Geduld und Übung
Wie Blinde das Internet nutzen
Information, Unterhaltung, Shopping, Bankgeschäfte. Das alles erledigen wir heute wie selbstverständlich im Internet. Aber habt ihr euch schon mal gefragt, wie Sehbehinderte das Internet nutzen und wahrnehmen?
Michal Jelínek schreibt rasend schnell eine E-Mail – die Roboterstimme, die ihm dabei hilft, gehört zum Screenreader JAWS. Wie viele Sehbehinderte nutzt er dieses Programm, um online zu gehen. „So, jetzt ist die Nachricht fertig, ich kann sie mir vorlesen lassen, die Rechtsschreibung überprüfen und dann mit einem einfachen Keyboardshortcut abschicken.“
Der 32-jährige, blinde Computernarr Jelínek lehrt andere Sehbehinderte, wie man im Internet surft. Seit einigen Jahren schon arbeitet er im Tyflokabinet, dem Computerlabor der tschechischen Blindenorganisation SONS direkt im Zentrum von Prag. Wie genau nehmen Blinde das Internet wahr? „Das Programm präsentiert mir zuerst die Informationen zur Seite, wie viele Links, Überschriften und Felder sie hat. Und dann fängt die Computerstimme an, mir die Seite vorzulesen. Aber kaum einer lässt sich die komplette Seite vorlesen, das wären zu viele Information.“
Den Inhalt der Website können Blinde mit Hilfe der Tastatur navigieren, Überschriften durch Keyboardshortcuts anklicken und sich den Inhalt einzelner Artikel dann laut vorlesen lassen. Das ermöglicht es blinden Internetusern zum Beispiel, Onlineversionen großer Tageszeitungen zu lesen, die nicht in Blindenschrift veröffentlicht werden.

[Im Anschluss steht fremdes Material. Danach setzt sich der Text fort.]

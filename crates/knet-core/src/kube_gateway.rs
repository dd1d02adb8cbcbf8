//! Kubernetes-backed [`WorkloadGateway`].

use std::fmt::Debug;

use async_trait::async_trait;
use futures::FutureExt;
use k8s_openapi::api::apps::v1::DaemonSet;
use k8s_openapi::api::core::v1::{Pod, ServiceAccount};
use k8s_openapi::api::node::v1::RuntimeClass;
use k8s_openapi::api::rbac::v1::{ClusterRole, ClusterRoleBinding};
use k8s_openapi::apimachinery::pkg::apis::meta::v1::Status;
use kube::api::{Api, AttachParams, DeleteParams, ListParams, Patch, PatchParams, PostParams};
use kube::{Client, Resource, ResourceExt};
use serde::Serialize;
use serde::de::DeserializeOwned;
use tracing::debug;

use crate::error::GatewayError;
use crate::gateway::{
    BoxedReader, BoxedWriter, ExecChannels, ExecRequest, FleetResource, RemoteStatus,
    ResourceKind, ResourceRef, WorkloadGateway,
};

/// Gateway over a `kube::Client`.
#[derive(Clone)]
pub struct KubeGateway {
    client: Client,
}

impl KubeGateway {
    #[must_use]
    pub fn new(client: Client) -> Self {
        Self { client }
    }

    /// Connect using the local kubeconfig or in-cluster service account.
    pub async fn connect() -> Result<Self, GatewayError> {
        let client = Client::try_default()
            .await
            .map_err(|e| GatewayError::Transport(e.to_string()))?;
        Ok(Self::new(client))
    }

    fn pods(&self, namespace: &str) -> Api<Pod> {
        Api::namespaced(self.client.clone(), namespace)
    }
}

/// Map a kube error onto the gateway taxonomy.
fn map_error(err: kube::Error, kind: &str, namespace: &str, name: &str) -> GatewayError {
    match err {
        kube::Error::Api(resp) if resp.code == 404 => GatewayError::NotFound {
            kind: kind.to_string(),
            namespace: namespace.to_string(),
            name: name.to_string(),
        },
        kube::Error::Api(resp) if resp.code == 409 && resp.reason == "AlreadyExists" => {
            GatewayError::AlreadyExists {
                kind: kind.to_string(),
                name: name.to_string(),
            }
        }
        kube::Error::Api(resp) if resp.code == 409 => GatewayError::Conflict {
            name: name.to_string(),
            message: resp.message,
        },
        kube::Error::Api(resp) => GatewayError::Api {
            code: resp.code,
            reason: resp.reason,
            message: resp.message,
        },
        kube::Error::SerdeError(e) => GatewayError::Encoding(e.to_string()),
        other => GatewayError::Transport(other.to_string()),
    }
}

/// Decode the exit status an exec stream reports.
///
/// Success is `status: Success`. A non-zero exit is `reason:
/// NonZeroExitCode` with an `ExitCode` cause whose message is the code.
#[must_use]
pub fn decode_status(status: &Status) -> RemoteStatus {
    if status.status.as_deref() == Some("Success") {
        return RemoteStatus::Success;
    }
    if status.reason.as_deref() == Some("NonZeroExitCode") {
        let code = status
            .details
            .as_ref()
            .and_then(|d| d.causes.as_ref())
            .and_then(|causes| {
                causes
                    .iter()
                    .find(|c| c.reason.as_deref() == Some("ExitCode"))
            })
            .and_then(|c| c.message.as_deref())
            .and_then(|m| m.trim().parse::<i32>().ok());
        if let Some(code) = code {
            return RemoteStatus::Exit(code);
        }
    }
    RemoteStatus::Failure(
        status
            .message
            .clone()
            .unwrap_or_else(|| "remote command failed".to_string()),
    )
}

async fn create_with<K>(api: Api<K>, object: &K, kind: ResourceKind) -> Result<(), GatewayError>
where
    K: Resource + Clone + Debug + Serialize + DeserializeOwned,
{
    let name = object.name_any();
    let namespace = object.namespace().unwrap_or_default();
    api.create(&PostParams::default(), object)
        .await
        .map_err(|e| map_error(e, kind.as_str(), &namespace, &name))?;
    debug!(%kind, %name, "Created");
    Ok(())
}

async fn delete_with<K>(api: Api<K>, reference: &ResourceRef) -> Result<(), GatewayError>
where
    K: Resource + Clone + Debug + DeserializeOwned,
{
    let namespace = reference.namespace.clone().unwrap_or_default();
    api.delete(&reference.name, &DeleteParams::default())
        .await
        .map_err(|e| map_error(e, reference.kind.as_str(), &namespace, &reference.name))?;
    debug!(%reference, "Deleted");
    Ok(())
}

#[async_trait]
impl WorkloadGateway for KubeGateway {
    async fn get(&self, namespace: &str, name: &str) -> Result<Pod, GatewayError> {
        self.pods(namespace)
            .get(name)
            .await
            .map_err(|e| map_error(e, "Pod", namespace, name))
    }

    async fn list(&self, namespace: &str, label_selector: &str) -> Result<Vec<Pod>, GatewayError> {
        let params = ListParams::default().labels(label_selector);
        self.pods(namespace)
            .list(&params)
            .await
            .map(|list| list.items)
            .map_err(|e| map_error(e, "Pod", namespace, label_selector))
    }

    async fn patch_ephemeral(
        &self,
        namespace: &str,
        name: &str,
        merge_patch: &[u8],
    ) -> Result<Pod, GatewayError> {
        let body: serde_json::Value = serde_json::from_slice(merge_patch)
            .map_err(|e| GatewayError::Encoding(e.to_string()))?;
        self.pods(namespace)
            .patch_subresource(
                "ephemeralcontainers",
                name,
                &PatchParams::default(),
                &Patch::Merge(&body),
            )
            .await
            .map_err(|e| map_error(e, "Pod", namespace, name))
    }

    async fn open_exec(&self, request: &ExecRequest) -> Result<ExecChannels, GatewayError> {
        let params = AttachParams::default()
            .container(request.container.clone())
            .stdin(request.stdin)
            .stdout(request.stdout)
            .stderr(request.stderr);
        let mut process = self
            .pods(&request.namespace)
            .exec(&request.pod, request.command.clone(), &params)
            .await
            .map_err(|e| map_error(e, "Pod", &request.namespace, &request.pod))?;

        let stdin = process.stdin().map(|w| Box::new(w) as BoxedWriter);
        let stdout = process.stdout().map(|r| Box::new(r) as BoxedReader);
        let stderr = process.stderr().map(|r| Box::new(r) as BoxedReader);
        let status_future = process.take_status();

        let status = async move {
            let status = match status_future {
                Some(fut) => fut.await,
                None => None,
            };
            // The websocket task lives as long as the process handle.
            drop(process);
            status.as_ref().map(decode_status)
        }
        .boxed();

        Ok(ExecChannels {
            stdin,
            stdout,
            stderr,
            status,
        })
    }

    async fn create_resource(&self, resource: &FleetResource) -> Result<(), GatewayError> {
        let client = self.client.clone();
        match resource {
            FleetResource::ServiceAccount(sa) => {
                let ns = sa.namespace().unwrap_or_default();
                create_with(Api::<ServiceAccount>::namespaced(client, &ns), sa, resource.kind()).await
            }
            FleetResource::DaemonSet(ds) => {
                let ns = ds.namespace().unwrap_or_default();
                create_with(Api::<DaemonSet>::namespaced(client, &ns), ds, resource.kind()).await
            }
            FleetResource::ClusterRole(role) => {
                create_with(Api::<ClusterRole>::all(client), role, resource.kind()).await
            }
            FleetResource::ClusterRoleBinding(binding) => {
                create_with(Api::<ClusterRoleBinding>::all(client), binding, resource.kind()).await
            }
            FleetResource::RuntimeClass(rc) => {
                create_with(Api::<RuntimeClass>::all(client), rc, resource.kind()).await
            }
        }
    }

    async fn delete_resource(&self, resource: &ResourceRef) -> Result<(), GatewayError> {
        let client = self.client.clone();
        let ns = resource.namespace.clone().unwrap_or_default();
        match resource.kind {
            ResourceKind::ServiceAccount => {
                delete_with(Api::<ServiceAccount>::namespaced(client, &ns), resource).await
            }
            ResourceKind::DaemonSet => {
                delete_with(Api::<DaemonSet>::namespaced(client, &ns), resource).await
            }
            ResourceKind::ClusterRole => delete_with(Api::<ClusterRole>::all(client), resource).await,
            ResourceKind::ClusterRoleBinding => {
                delete_with(Api::<ClusterRoleBinding>::all(client), resource).await
            }
            ResourceKind::RuntimeClass => {
                delete_with(Api::<RuntimeClass>::all(client), resource).await
            }
        }
    }
}

#[cfg(test)]
mod tests {
    use super::*;
    use k8s_openapi::apimachinery::pkg::apis::meta::v1::{StatusCause, StatusDetails};
    use kube::core::ErrorResponse;

    fn api_error(code: u16, reason: &str) -> kube::Error {
        kube::Error::Api(ErrorResponse {
            status: "Failure".to_string(),
            message: format!("{reason} happened"),
            reason: reason.to_string(),
            code,
        })
    }

    #[test]
    fn status_success() {
        let status = Status {
            status: Some("Success".to_string()),
            ..Status::default()
        };
        assert_eq!(decode_status(&status), RemoteStatus::Success);
    }

    #[test]
    fn status_non_zero_exit_code() {
        let status = Status {
            status: Some("Failure".to_string()),
            reason: Some("NonZeroExitCode".to_string()),
            message: Some("command terminated with non-zero exit code".to_string()),
            details: Some(StatusDetails {
                causes: Some(vec![StatusCause {
                    reason: Some("ExitCode".to_string()),
                    message: Some("2".to_string()),
                    ..StatusCause::default()
                }]),
                ..StatusDetails::default()
            }),
            ..Status::default()
        };
        assert_eq!(decode_status(&status), RemoteStatus::Exit(2));
    }

    #[test]
    fn status_failure_without_code() {
        let status = Status {
            status: Some("Failure".to_string()),
            message: Some("container not found".to_string()),
            ..Status::default()
        };
        assert_eq!(
            decode_status(&status),
            RemoteStatus::Failure("container not found".to_string())
        );
    }

    #[test]
    fn api_errors_map_to_taxonomy() {
        assert!(map_error(api_error(404, "NotFound"), "Pod", "ns", "web").is_not_found());
        assert!(map_error(api_error(409, "Conflict"), "Pod", "ns", "web").is_conflict());
        assert!(map_error(api_error(409, "AlreadyExists"), "DaemonSet", "ns", "agent").is_already_exists());
        assert!(matches!(
            map_error(api_error(403, "Forbidden"), "Pod", "ns", "web"),
            GatewayError::Api { code: 403, .. }
        ));
    }
}
//! knet-core: Core library for knet
//!
//! This crate provides the core functionality for `kubectl knet`, a kubectl
//! plugin that attaches ephemeral diagnostic sidecars to running pods and
//! streams their output to the operator's workstation.
//!
//! # Architecture
//!
//! ```text
//! Targets → Session (inject → await ready → stream) → Sink
//!              ↓ per target                             ↓
//!         Coordinator  ─────────── all terminal ──→ Merge finalizer
//! ```
//!
//! # Modules
//!
//! - `gateway`: Cluster access seam (pods, ephemeral patches, exec, fleet objects)
//! - `kube_gateway`: `kube`-backed gateway
//! - `sidecar`: Ephemeral container descriptors and names
//! - `patch`: Merge patch generation for sidecar injection
//! - `poll`: Readiness polling (no fixed sleeps)
//! - `retry`: Backoff for patch conflicts
//! - `stream`: Remote command output pumping
//! - `target`: Target selection and resolution
//! - `sink`: Capture destinations (file, stdout, viewer)
//! - `session`: Per-target session lifecycle
//! - `coordinator`: Multi-target runs
//! - `merge`: Capture merge finalizer
//! - `fleet`: Node agent install, teardown and configuration
//! - `config`: Configuration management
//! - `logging`: Structured logging
//!
//! # Safety
//!
//! This crate forbids unsafe code.

#![forbid(unsafe_code)]

pub mod config;
pub mod coordinator;
pub mod error;
pub mod fleet;
pub mod gateway;
pub mod kube_gateway;
pub mod logging;
pub mod merge;
pub mod patch;
pub mod poll;
pub mod retry;
pub mod session;
pub mod sidecar;
pub mod sink;
pub mod stream;
pub mod target;

pub use error::{Error, Result};

/// Library version
pub const VERSION: &str = env!("CARGO_PKG_VERSION");

#[cfg(test)]
mod tests {
    use super::*;

    #[test]
    fn version_is_set() {
        assert!(!VERSION.is_empty());
    }
}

Das ist nur einer von vielen Vorteilen, sagt Jelínek, der auch gerne im Internet shoppt. „Ich kaufe vor allem CDs und Bücher, aber manchmal auch Geschenke, Anziehsachen und Elektronik. Für mich ist es sehr angenehm, in Ruhe online einzukaufen. Ich habe es nicht so gern, wenn sich mir in Geschäften die Verkäuferinnen aufdrängen. Da lese ich lieber Kundenmeinungen im Web. Online Shopping ist für mich auf jeden Fall ein großer Vorteil des Internets.“
Zu viele Informationen
Online-Banking, im Internet einkaufen, rasche Recherche mit Google. All das macht das Internet auch für blinde User sehr attraktiv. Trotzdem ist deren Zahl im Vergleich zu Nichtsehbehinderten noch relativ niedrig. Welche Hindernisse gibt es? „Der schwierigste Aspekt ist sicherlich die Flut an Informationen“, so Jelínek. „Jemand, der sieht, sortiert da ruck zuck aus, ignoriert Anzeigen und so weiter einfach. Aber für uns Blinde machen es diese Elemente schwierig, einen Überblick über die jeweilige Webseite zu gewinnen und zu verstehen, wie diese strukturiert ist.“
Programme wie JAWS können auch eine Braillezeile, also eine Zeile in Blindenschrift, ansteuern, anstatt den Text laut vorzulesen. Ein solcher Brailledisplay, der einen bestimmten elektrischen Effekt speziell gezogener Kristalle nutzt, um die Schrift vom Bildschirm in Braille darzustellen, kann aber 10.000 Euro und mehr kosten. „Eine Braillezeile haben wirklich nur die, die sie oft nutzen. Studenten oder Menschen, die für den Beruf viel mit Text oder mit Tabellen arbeiten müssen. Der Vorteil hier ist, dass man den Text wirklich unter der Hand hat, man hat einen besseren Überblick, den kann die Sprechversion nicht liefern.“
Visuell angelegtes Medium
Jelínek leitet zwischen fünf und zehn Kursen pro Woche. Voraussetzung für die Teilnahme ist, dass man Blindschreiben kann, also das Zehnfingersystem beherrscht. Oft zeigt sich, dass Schüler, die erblindet sind, aber zu einem früheren Zeitpunkt in ihrem Leben sehen konnten, sich im Internet schneller zurechtfinden, als Menschen, die blind geboren wurden. Es sei halt doch ein sehr visuell angelegtes Medium, meint Jelínek. Trotzdem ist er zuversichtlich, dass sich die Zahl der sehbehinderten Internetuser in Zukunft deutlich vergrößert. „Ich glaube, die Situation wird sich verbessern. Heutzutage sitzen junge blinde Menschen, genauso wie die, die nicht sehbehindert sind, schon viel früher vor dem Computer und surfen im Internet. Natürlich wird es für Blinde immer sehr viel schwieriger sein, als für Menschen, die sehen. Aber diese Schwierigkeiten zu überwinden hat nur mit Übung und Geduld zu tun.“
Jelínek, der sich einen Technikfreak nennt, ist das beste Beispiel: Er hat sich das Internetsurfen sogar selbst beigebracht.